Auteur spirituel, soucieux du rapprochement entre fidèles des différentes Églises, Richelieu est un de ceux qui se seront le plus adressés à la raison, à la lumière naturelle, à la conscience. De son premier à son dernier livre, et dans certaines pages de son immense correspondance, il cherche, Dieu aidant, à convaincre mais dans la liberté. Fait remarquable : lui qui souffre dans son corps mort et passion, il ne cède jamais à la commune tentation de verser dans le dolorisme. Sa santé morale, j’allais dire théologale, est si assurée qu’il lui suffit de voir, comme saint Paul, dans les souffrances acceptées « de vraies semences de gloire ». Son terrain privilégié, répétons-le, c’est la raison éclairée, introduite dans le monde invisible, par la docilité à la lumière divine.

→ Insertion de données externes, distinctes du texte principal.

//! Process loop driving a swappable scheduler on a dedicated worker pool.

use intent::Intent;
use intent_bus::{PoolHandle, ThreadGroup, WorkerPool};
use log::{debug, info, trace, warn};
use parking_lot::Mutex;
use scheduler::{Process, ProcessId, Scheduler, SchedulerSlot};
use std::sync::atomic::{AtomicBool, AtomicUsize, Ordering};
use std::sync::Arc;
use std::thread;
use std::time::{Duration, Instant};

use crate::config::KernelConfig;
use crate::error::KernelResult;
use crate::health::{KernelHealth, KernelMetrics};
use crate::table::{ProcessRecord, ProcessStatus, ProcessTable};
use crate::tasks::{Task, TaskRegistry};

const NAME: &str = "kernel";

/// State shared by the kernel handle, its threads, and the bus handlers.
pub(crate) struct Core {
    config: KernelConfig,
    running: AtomicBool,
    started_at: Mutex<Option<Instant>>,
    slot: SchedulerSlot,
    pub(crate) table: ProcessTable,
    pub(crate) tasks: TaskRegistry,
    in_flight: AtomicUsize,
}

struct Runtime {
    process_loop: ThreadGroup,
    pool: WorkerPool,
}

impl Core {
    fn is_running(&self) -> bool {
        self.running.load(Ordering::Acquire)
    }

    pub(crate) fn spawn(&self, process: Process) -> ProcessId {
        let id = process.id().clone();
        self.table.track(&process);
        debug!(
            "process_spawned id={} intent_type={} priority={}",
            id,
            process.intent().intent_type(),
            process.priority()
        );
        self.slot.submit(process);
        id
    }

    fn execute(&self, owner: Arc<dyn Scheduler>, mut process: Process) {
        let outcome = process.run();
        let id = process.id().clone();
        match outcome {
            Ok(()) => {
                self.table.set_status(&id, ProcessStatus::Completed, None);
                trace!("process {id} completed in {:?}", process.executed());
                owner.complete(process);
            }
            Err(err) => {
                let reason = format!("{err:#}");
                warn!("process {id} failed: {reason}");
                self.table
                    .set_status(&id, ProcessStatus::Failed, Some(reason.clone()));
                owner.fail(process, &reason);
            }
        }
        self.in_flight.fetch_sub(1, Ordering::AcqRel);
    }

    fn uptime_ms(&self) -> u64 {
        self.started_at
            .lock()
            .map(|started| started.elapsed().as_millis() as u64)
            .unwrap_or(0)
    }

    pub(crate) fn health(&self) -> KernelHealth {
        KernelHealth::assess(
            self.is_running(),
            self.uptime_ms(),
            self.slot.name(),
            self.slot.queue_len(),
            self.in_flight.load(Ordering::Acquire),
            self.config.max_in_flight(),
        )
    }

    fn metrics(&self) -> KernelMetrics {
        KernelMetrics {
            scheduler: self.slot.name().to_string(),
            scheduler_metrics: self.slot.metrics(),
            tracked_processes: self.table.len(),
            in_flight: self.in_flight.load(Ordering::Acquire),
        }
    }
}

fn process_loop(core: Arc<Core>, pool: PoolHandle) {
    let backoff = core.config.idle_backoff();
    let limit = core.config.max_in_flight();
    while core.is_running() {
        if core.in_flight.load(Ordering::Acquire) >= limit {
            thread::sleep(backoff);
            continue;
        }
        // Count the slot before dequeueing so `wait_idle` never sees a gap.
        core.in_flight.fetch_add(1, Ordering::AcqRel);
        let Some((owner, process)) = core.slot.next() else {
            core.in_flight.fetch_sub(1, Ordering::AcqRel);
            thread::sleep(backoff);
            continue;
        };
        core.table
            .set_status(process.id(), ProcessStatus::Running, None);

        let id = process.id().clone();
        let worker = Arc::clone(&core);
        if !pool.execute(move || worker.execute(owner, process)) {
            warn!("worker pool closed; process {id} dropped");
            core.table.set_status(
                &id,
                ProcessStatus::Failed,
                Some("worker pool closed".to_string()),
            );
            core.in_flight.fetch_sub(1, Ordering::AcqRel);
        }
    }
    trace!("process loop exited");
}

/// Execution substrate for [`Process`]es.
///
/// Spawned processes wait in the active [`Scheduler`]; a loop thread pulls
/// them in scheduler order while fewer than `max_in_flight` are running and
/// hands them to a fixed worker pool. The strategy can be replaced at any
/// time without losing queued processes.
pub struct Kernel {
    core: Arc<Core>,
    runtime: Mutex<Option<Runtime>>,
}

impl Kernel {
    /// Builds a stopped kernel around `scheduler`.
    pub fn new(config: KernelConfig, scheduler: Arc<dyn Scheduler>) -> KernelResult<Self> {
        config.validate()?;
        let table = ProcessTable::with_retention(config.finished_retention);
        let core = Core {
            config,
            running: AtomicBool::new(false),
            started_at: Mutex::new(None),
            slot: SchedulerSlot::new(scheduler),
            table,
            tasks: TaskRegistry::new(),
            in_flight: AtomicUsize::new(0),
        };
        Ok(Self {
            core: Arc::new(core),
            runtime: Mutex::new(None),
        })
    }

    pub(crate) fn core(&self) -> &Arc<Core> {
        &self.core
    }

    /// Active configuration.
    pub fn config(&self) -> &KernelConfig {
        &self.core.config
    }

    /// Whether the process loop is running.
    pub fn is_running(&self) -> bool {
        self.core.is_running()
    }

    /// Spawns the worker pool and the process loop. No-op if already running.
    pub fn start(&self) -> KernelResult<()> {
        let mut runtime = self.runtime.lock();
        if runtime.is_some() {
            return Ok(());
        }
        let core = &self.core;
        let workers = core.config.worker_threads;
        let pool = WorkerPool::spawn(NAME, workers, core.config.max_in_flight())?;

        core.running.store(true, Ordering::Release);
        *core.started_at.lock() = Some(Instant::now());

        let mut process_loop_thread = ThreadGroup::new("kernel process loop");
        let loop_core = Arc::clone(core);
        let handle = pool.handle();
        if let Err(err) = process_loop_thread.spawn("kernel-loop", move || {
            process_loop(loop_core, handle)
        }) {
            core.running.store(false, Ordering::Release);
            *core.started_at.lock() = None;
            pool.shutdown(Instant::now() + core.config.shutdown_grace());
            return Err(err.into());
        }

        *runtime = Some(Runtime {
            process_loop: process_loop_thread,
            pool,
        });
        info!(
            "kernel started (scheduler={}, workers={}, max_in_flight={})",
            core.slot.name(),
            workers,
            core.config.max_in_flight()
        );
        Ok(())
    }

    /// Stops pulling new processes and shuts the threads down.
    ///
    /// Processes already handed to workers finish. Processes still waiting in
    /// the scheduler stay queued and run after the next `start`.
    pub fn stop(&self) {
        let mut runtime = self.runtime.lock();
        let Some(Runtime {
            process_loop,
            pool,
        }) = runtime.take()
        else {
            return;
        };
        let core = &self.core;
        let uptime_ms = core.uptime_ms();
        core.running.store(false, Ordering::Release);

        let deadline = Instant::now() + core.config.shutdown_grace();
        let loop_joined = process_loop.join_until(deadline);
        let workers_joined = pool.shutdown(deadline);
        *core.started_at.lock() = None;

        if !(loop_joined && workers_joined) {
            warn!("kernel stopped with threads still running");
        }
        info!(
            "kernel stopped (uptime_ms={uptime_ms}, queued={})",
            core.slot.queue_len()
        );
    }

    /// `stop` followed by `start`.
    pub fn restart(&self) -> KernelResult<()> {
        self.stop();
        self.start()
    }

    /// Queues `action` as a new process for `intent` and returns its id.
    ///
    /// Processes may be spawned while the kernel is stopped; they run once it
    /// starts. Finished records stay in the process table until
    /// [`Kernel::prune_finished`] runs, or until they fall outside
    /// [`KernelConfig::finished_retention`] when that is set.
    pub fn spawn<F>(&self, intent: impl Into<Arc<Intent>>, action: F) -> ProcessId
    where
        F: FnOnce() -> anyhow::Result<()> + Send + 'static,
    {
        self.core.spawn(Process::new(intent.into(), action))
    }

    /// Registers a named task for `PROCESS_SPAWN` intents.
    pub fn register_task<F>(&self, name: impl Into<String>, task: F)
    where
        F: Fn() -> anyhow::Result<()> + Send + Sync + 'static,
    {
        let task: Task = Arc::new(task);
        self.core.tasks.register(name, task);
    }

    /// Replaces the scheduling strategy, moving queued processes across.
    /// Returns the previous strategy.
    pub fn set_scheduler(&self, next: Arc<dyn Scheduler>) -> Arc<dyn Scheduler> {
        self.core.slot.replace(next)
    }

    /// Name of the active strategy.
    pub fn scheduler_name(&self) -> &'static str {
        self.core.slot.name()
    }

    /// Status of process `id`, if tracked.
    pub fn status(&self, id: &ProcessId) -> Option<ProcessStatus> {
        self.core.table.status(id)
    }

    /// Full record of process `id`, if tracked.
    pub fn process(&self, id: &ProcessId) -> Option<ProcessRecord> {
        self.core.table.get(id)
    }

    /// Forgets finished processes; returns how many were removed.
    pub fn prune_finished(&self) -> usize {
        self.core.table.prune_finished()
    }

    /// Blocks until no process is queued or running, or `timeout` passes.
    ///
    /// Returns `true` when the kernel went idle in time.
    pub fn wait_idle(&self, timeout: Duration) -> bool {
        let deadline = Instant::now() + timeout;
        let backoff = self.core.config.idle_backoff();
        loop {
            let idle = self.core.slot.queue_len() == 0
                && self.core.in_flight.load(Ordering::Acquire) == 0;
            if idle {
                return true;
            }
            if Instant::now() >= deadline {
                return false;
            }
            thread::sleep(backoff);
        }
    }

    /// Current health classification.
    pub fn health(&self) -> KernelHealth {
        self.core.health()
    }

    /// Scheduler counters plus kernel gauges.
    pub fn metrics(&self) -> KernelMetrics {
        self.core.metrics()
    }
}

impl Drop for Kernel {
    fn drop(&mut self) {
        self.stop();
    }
}

#[cfg(test)]
mod tests {
    use super::*;
    use intent::IntentType;
    use scheduler::StrategyKind;

    fn kernel(config: KernelConfig) -> Kernel {
        let _ = env_logger::builder().is_test(true).try_init();
        Kernel::new(config, StrategyKind::Priority.instantiate()).unwrap()
    }

    #[test]
    fn spawned_processes_wait_until_start() {
        let kernel = kernel(KernelConfig::default().with_worker_threads(1));
        let id = kernel.spawn(Intent::new(IntentType::ProcessSpawn), || Ok(()));
        assert_eq!(kernel.status(&id), Some(ProcessStatus::Pending));
        assert_eq!(kernel.metrics().scheduler_metrics.current_queue_size, 1);

        kernel.start().unwrap();
        assert!(kernel.wait_idle(Duration::from_secs(5)));
        assert_eq!(kernel.status(&id), Some(ProcessStatus::Completed));
    }

    #[test]
    fn start_and_stop_are_idempotent() {
        let kernel = kernel(KernelConfig::default().with_worker_threads(2));
        kernel.start().unwrap();
        kernel.start().unwrap();
        assert!(kernel.is_running());
        kernel.stop();
        kernel.stop();
        assert!(!kernel.is_running());
        kernel.restart().unwrap();
        assert!(kernel.health().status == intent_bus::HealthStatus::Healthy);
    }

    #[test]
    fn invalid_config_is_rejected() {
        let result = Kernel::new(
            KernelConfig::default().with_worker_threads(0),
            StrategyKind::RoundRobin.instantiate(),
        );
        assert!(result.is_err());
    }
}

Mourant, avec la piété profonde qui fut toujours sienne il s’en remet à son seul Juge. Laissons-les face à face. Auprès du Dieu juste et miséricordieux, a dû plaider, entre autres gestes, le don suprême de sa fortune à quelqu’un qu’il avait toujours soutenu et compris, quelqu’un qui était capable de recouvrir la pourpre du Prince de l’Église, pécheur comme nous tous, du manteau royal de la pauvreté. Celui-là, nous l’appelons avec quelque tendresse Monsieur Vincent.